In the records below, tally the lines that contain the word "path" and give only that number.
##### DATA SUPPLIED
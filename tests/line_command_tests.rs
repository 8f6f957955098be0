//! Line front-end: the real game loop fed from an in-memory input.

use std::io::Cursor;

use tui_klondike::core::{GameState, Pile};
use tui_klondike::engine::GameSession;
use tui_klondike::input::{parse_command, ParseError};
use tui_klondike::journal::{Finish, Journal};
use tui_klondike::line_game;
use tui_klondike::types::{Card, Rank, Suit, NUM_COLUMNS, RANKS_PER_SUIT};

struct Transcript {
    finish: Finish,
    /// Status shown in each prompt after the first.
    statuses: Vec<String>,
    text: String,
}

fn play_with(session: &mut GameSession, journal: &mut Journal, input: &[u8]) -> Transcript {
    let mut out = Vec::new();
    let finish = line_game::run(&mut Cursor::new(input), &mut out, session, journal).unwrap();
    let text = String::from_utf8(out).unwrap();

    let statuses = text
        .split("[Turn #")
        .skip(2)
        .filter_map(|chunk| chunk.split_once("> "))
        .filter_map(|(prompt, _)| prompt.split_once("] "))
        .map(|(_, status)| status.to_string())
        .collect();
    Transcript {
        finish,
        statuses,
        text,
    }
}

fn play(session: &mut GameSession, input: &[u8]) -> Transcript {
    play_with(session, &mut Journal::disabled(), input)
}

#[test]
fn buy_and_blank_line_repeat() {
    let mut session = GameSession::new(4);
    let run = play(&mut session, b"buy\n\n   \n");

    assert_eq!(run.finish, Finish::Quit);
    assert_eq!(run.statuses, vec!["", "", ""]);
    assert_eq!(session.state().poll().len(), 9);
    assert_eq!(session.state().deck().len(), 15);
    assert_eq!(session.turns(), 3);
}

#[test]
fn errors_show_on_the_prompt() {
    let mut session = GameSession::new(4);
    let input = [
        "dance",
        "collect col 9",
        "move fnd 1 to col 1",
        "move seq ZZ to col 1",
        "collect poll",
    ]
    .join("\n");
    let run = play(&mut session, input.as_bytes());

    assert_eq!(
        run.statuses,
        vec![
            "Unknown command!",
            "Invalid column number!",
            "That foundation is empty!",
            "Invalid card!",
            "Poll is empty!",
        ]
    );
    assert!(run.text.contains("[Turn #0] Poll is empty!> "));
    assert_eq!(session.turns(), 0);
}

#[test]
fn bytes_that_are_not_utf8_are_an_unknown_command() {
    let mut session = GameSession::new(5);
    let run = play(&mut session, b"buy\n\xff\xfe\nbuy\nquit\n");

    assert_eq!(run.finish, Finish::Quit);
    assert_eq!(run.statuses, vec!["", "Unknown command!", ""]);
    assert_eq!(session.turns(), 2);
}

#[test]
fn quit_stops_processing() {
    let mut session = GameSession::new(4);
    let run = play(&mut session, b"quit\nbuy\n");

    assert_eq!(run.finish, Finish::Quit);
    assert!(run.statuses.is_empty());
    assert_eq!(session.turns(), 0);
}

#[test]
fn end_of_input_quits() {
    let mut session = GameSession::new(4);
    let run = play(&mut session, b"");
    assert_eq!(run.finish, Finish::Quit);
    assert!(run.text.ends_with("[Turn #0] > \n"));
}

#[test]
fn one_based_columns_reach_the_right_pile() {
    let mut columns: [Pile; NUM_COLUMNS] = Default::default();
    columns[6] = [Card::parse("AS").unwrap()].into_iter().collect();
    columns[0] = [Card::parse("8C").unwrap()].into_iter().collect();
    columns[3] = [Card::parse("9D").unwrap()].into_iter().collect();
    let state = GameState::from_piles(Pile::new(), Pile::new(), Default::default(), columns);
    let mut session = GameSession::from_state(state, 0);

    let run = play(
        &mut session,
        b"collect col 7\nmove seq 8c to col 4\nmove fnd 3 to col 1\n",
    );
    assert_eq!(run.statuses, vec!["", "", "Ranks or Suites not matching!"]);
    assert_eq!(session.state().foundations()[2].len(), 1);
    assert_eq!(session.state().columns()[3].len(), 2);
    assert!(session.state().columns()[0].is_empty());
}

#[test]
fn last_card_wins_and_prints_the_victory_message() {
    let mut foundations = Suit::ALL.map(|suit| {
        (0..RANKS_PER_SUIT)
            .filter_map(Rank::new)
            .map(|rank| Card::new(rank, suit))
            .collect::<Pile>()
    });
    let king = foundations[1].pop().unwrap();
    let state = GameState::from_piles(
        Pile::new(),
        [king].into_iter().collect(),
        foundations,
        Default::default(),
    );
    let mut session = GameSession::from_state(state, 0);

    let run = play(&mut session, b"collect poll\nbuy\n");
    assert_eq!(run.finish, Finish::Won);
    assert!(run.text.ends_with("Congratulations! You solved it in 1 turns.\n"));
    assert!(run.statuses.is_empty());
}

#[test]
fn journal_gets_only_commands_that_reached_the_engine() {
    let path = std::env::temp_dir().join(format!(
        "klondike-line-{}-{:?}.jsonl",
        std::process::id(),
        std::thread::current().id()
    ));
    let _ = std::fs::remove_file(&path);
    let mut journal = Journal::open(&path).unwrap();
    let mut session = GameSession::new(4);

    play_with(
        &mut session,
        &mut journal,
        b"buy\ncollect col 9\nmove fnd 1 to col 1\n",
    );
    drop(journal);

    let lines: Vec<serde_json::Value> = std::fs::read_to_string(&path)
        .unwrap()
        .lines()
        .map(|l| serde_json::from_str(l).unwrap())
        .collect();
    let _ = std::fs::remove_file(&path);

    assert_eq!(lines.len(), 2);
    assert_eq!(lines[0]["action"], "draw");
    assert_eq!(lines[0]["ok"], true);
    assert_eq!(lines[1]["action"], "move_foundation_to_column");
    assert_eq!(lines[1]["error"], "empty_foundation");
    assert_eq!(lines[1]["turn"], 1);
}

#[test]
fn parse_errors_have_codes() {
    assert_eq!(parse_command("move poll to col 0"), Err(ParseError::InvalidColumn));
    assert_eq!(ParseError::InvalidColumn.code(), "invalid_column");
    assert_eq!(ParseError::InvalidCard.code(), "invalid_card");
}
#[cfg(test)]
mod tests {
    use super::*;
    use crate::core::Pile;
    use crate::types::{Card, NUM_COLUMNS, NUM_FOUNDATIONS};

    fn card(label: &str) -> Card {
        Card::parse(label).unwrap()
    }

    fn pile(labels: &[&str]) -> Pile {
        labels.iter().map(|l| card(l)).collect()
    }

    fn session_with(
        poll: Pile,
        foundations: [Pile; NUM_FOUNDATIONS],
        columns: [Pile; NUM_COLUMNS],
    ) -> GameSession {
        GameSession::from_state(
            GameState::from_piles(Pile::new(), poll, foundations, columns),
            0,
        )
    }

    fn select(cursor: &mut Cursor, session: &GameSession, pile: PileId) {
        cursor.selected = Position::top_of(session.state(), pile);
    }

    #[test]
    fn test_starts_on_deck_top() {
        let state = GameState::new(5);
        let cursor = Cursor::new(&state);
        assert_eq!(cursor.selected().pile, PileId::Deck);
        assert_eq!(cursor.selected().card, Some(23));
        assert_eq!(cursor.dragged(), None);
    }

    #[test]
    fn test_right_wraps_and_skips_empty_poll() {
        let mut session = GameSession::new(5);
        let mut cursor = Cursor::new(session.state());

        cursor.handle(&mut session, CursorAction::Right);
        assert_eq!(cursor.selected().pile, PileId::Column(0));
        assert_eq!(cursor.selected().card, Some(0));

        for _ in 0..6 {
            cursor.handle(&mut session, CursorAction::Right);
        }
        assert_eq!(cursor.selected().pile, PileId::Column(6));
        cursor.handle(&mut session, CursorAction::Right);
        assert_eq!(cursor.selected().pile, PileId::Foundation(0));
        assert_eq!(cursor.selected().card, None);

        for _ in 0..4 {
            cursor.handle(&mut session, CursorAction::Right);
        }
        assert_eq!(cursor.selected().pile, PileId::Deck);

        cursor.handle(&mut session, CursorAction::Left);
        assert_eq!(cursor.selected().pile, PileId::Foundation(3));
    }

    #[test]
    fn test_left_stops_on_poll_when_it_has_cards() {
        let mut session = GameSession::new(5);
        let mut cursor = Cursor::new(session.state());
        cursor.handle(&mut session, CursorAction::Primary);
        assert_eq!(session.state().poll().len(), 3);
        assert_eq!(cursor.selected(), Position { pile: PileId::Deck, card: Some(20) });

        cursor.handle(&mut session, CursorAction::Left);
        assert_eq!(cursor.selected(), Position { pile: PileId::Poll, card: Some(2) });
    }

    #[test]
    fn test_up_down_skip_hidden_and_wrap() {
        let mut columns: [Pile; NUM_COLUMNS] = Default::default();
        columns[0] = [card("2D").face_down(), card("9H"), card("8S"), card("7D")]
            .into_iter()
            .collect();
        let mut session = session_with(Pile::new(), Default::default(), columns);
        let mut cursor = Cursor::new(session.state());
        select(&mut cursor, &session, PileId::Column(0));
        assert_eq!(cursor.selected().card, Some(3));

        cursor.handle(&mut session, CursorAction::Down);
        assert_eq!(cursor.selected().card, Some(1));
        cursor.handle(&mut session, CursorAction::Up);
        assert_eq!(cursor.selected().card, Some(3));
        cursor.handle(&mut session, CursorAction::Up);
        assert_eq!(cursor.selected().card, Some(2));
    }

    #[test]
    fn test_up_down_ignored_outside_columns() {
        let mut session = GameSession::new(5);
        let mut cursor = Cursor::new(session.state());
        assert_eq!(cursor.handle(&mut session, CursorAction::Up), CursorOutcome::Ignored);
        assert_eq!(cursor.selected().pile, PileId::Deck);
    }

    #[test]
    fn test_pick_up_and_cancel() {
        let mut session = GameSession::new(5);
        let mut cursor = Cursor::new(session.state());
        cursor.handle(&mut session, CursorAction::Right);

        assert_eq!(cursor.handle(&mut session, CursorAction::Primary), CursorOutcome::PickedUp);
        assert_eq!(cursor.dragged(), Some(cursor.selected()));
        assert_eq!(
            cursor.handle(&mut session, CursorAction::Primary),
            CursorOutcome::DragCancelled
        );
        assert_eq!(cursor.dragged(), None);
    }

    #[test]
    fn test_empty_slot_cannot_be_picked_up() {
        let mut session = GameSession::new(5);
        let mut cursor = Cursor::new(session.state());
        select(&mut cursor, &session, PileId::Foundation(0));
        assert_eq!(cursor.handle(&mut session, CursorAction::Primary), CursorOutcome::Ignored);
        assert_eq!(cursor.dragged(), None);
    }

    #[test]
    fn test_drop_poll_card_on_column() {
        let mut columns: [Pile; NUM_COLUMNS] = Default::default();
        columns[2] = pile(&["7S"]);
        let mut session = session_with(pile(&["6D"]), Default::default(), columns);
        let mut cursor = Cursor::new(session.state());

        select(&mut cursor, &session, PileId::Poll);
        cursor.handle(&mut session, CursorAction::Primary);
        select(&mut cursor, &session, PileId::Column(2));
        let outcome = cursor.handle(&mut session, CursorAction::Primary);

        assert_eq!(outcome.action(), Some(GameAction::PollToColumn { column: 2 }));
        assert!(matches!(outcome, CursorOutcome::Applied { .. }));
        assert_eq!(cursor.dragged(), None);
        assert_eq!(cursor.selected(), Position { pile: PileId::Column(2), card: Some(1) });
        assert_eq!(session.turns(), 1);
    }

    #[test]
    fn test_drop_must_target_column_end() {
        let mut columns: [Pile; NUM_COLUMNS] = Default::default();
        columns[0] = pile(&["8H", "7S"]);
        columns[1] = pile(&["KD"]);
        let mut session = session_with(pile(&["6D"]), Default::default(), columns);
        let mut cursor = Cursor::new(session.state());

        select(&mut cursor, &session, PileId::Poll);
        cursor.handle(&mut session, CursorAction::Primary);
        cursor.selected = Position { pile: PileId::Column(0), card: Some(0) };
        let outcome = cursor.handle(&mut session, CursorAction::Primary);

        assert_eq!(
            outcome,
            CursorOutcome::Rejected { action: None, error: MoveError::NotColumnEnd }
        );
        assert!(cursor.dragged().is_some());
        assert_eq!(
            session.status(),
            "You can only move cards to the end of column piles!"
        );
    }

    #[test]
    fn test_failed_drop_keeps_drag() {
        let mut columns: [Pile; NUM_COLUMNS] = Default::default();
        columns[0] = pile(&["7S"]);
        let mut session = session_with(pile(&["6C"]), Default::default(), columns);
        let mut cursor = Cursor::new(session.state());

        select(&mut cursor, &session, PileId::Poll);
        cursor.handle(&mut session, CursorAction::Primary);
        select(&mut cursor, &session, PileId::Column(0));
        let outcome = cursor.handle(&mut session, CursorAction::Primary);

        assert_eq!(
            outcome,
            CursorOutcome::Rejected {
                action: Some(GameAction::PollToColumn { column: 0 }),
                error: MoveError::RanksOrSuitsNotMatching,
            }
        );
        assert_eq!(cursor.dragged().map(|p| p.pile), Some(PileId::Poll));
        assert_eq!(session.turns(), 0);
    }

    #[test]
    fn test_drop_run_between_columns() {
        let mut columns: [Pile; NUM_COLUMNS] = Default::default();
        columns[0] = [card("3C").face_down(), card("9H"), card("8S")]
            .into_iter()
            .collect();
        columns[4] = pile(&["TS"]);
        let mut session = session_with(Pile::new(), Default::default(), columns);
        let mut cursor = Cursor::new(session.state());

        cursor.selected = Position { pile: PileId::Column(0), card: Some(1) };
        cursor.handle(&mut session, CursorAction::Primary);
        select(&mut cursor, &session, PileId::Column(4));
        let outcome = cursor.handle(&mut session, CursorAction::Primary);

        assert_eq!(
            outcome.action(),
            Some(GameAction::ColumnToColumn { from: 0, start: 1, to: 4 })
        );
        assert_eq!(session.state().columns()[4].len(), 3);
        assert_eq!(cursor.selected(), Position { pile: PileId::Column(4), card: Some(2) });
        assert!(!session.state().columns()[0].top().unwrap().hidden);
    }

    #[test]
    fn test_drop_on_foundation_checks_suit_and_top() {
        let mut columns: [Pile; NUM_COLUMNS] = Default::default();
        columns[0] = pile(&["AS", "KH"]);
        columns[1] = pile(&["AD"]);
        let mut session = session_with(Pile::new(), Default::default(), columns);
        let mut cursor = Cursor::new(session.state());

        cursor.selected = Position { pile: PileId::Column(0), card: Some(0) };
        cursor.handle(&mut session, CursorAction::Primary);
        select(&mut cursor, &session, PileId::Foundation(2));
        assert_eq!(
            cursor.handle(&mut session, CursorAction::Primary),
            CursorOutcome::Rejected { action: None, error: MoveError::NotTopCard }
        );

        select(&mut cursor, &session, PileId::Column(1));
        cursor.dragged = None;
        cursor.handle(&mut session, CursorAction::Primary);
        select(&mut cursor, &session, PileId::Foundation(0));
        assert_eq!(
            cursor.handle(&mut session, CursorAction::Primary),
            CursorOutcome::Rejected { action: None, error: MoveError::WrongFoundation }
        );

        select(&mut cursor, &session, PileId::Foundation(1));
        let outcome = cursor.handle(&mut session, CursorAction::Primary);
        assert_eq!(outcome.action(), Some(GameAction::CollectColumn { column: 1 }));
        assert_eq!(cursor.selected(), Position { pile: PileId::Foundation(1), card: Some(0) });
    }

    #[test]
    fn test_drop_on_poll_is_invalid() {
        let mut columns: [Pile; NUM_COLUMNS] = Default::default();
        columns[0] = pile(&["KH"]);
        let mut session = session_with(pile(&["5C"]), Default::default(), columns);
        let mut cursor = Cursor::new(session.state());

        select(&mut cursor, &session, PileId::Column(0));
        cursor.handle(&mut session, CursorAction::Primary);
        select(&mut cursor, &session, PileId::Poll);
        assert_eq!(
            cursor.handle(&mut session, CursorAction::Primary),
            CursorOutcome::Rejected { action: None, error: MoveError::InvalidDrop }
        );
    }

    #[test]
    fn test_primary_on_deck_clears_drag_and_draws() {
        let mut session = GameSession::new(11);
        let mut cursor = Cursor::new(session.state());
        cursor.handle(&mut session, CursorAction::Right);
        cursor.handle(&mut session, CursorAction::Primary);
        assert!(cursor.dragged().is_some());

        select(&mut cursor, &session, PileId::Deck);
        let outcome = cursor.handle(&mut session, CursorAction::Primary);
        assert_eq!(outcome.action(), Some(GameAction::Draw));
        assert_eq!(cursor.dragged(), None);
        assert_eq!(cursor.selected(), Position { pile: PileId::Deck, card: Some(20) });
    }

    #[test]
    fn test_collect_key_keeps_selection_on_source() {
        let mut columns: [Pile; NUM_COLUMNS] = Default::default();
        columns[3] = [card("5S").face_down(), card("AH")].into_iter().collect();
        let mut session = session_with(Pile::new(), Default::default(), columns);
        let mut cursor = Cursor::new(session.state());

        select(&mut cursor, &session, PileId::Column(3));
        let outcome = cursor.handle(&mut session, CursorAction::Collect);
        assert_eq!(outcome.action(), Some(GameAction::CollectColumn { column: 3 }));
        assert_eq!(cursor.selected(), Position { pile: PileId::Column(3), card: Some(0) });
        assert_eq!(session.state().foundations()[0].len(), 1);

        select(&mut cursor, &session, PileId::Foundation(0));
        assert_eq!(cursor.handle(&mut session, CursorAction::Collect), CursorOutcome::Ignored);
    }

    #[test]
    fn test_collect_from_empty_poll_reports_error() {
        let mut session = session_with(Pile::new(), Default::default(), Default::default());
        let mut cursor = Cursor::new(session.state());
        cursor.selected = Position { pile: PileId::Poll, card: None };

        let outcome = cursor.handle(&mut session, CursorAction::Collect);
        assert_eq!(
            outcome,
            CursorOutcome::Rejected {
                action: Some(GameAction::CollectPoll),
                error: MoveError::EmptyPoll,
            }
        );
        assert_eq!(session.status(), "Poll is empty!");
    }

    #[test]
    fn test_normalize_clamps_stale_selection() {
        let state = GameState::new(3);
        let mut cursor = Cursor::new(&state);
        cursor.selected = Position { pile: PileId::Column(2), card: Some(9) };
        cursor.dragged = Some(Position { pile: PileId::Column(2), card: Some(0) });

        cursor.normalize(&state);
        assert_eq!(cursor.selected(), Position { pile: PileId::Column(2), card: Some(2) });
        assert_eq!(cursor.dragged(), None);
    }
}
##########
> [EXERCISE ANSWER]: 5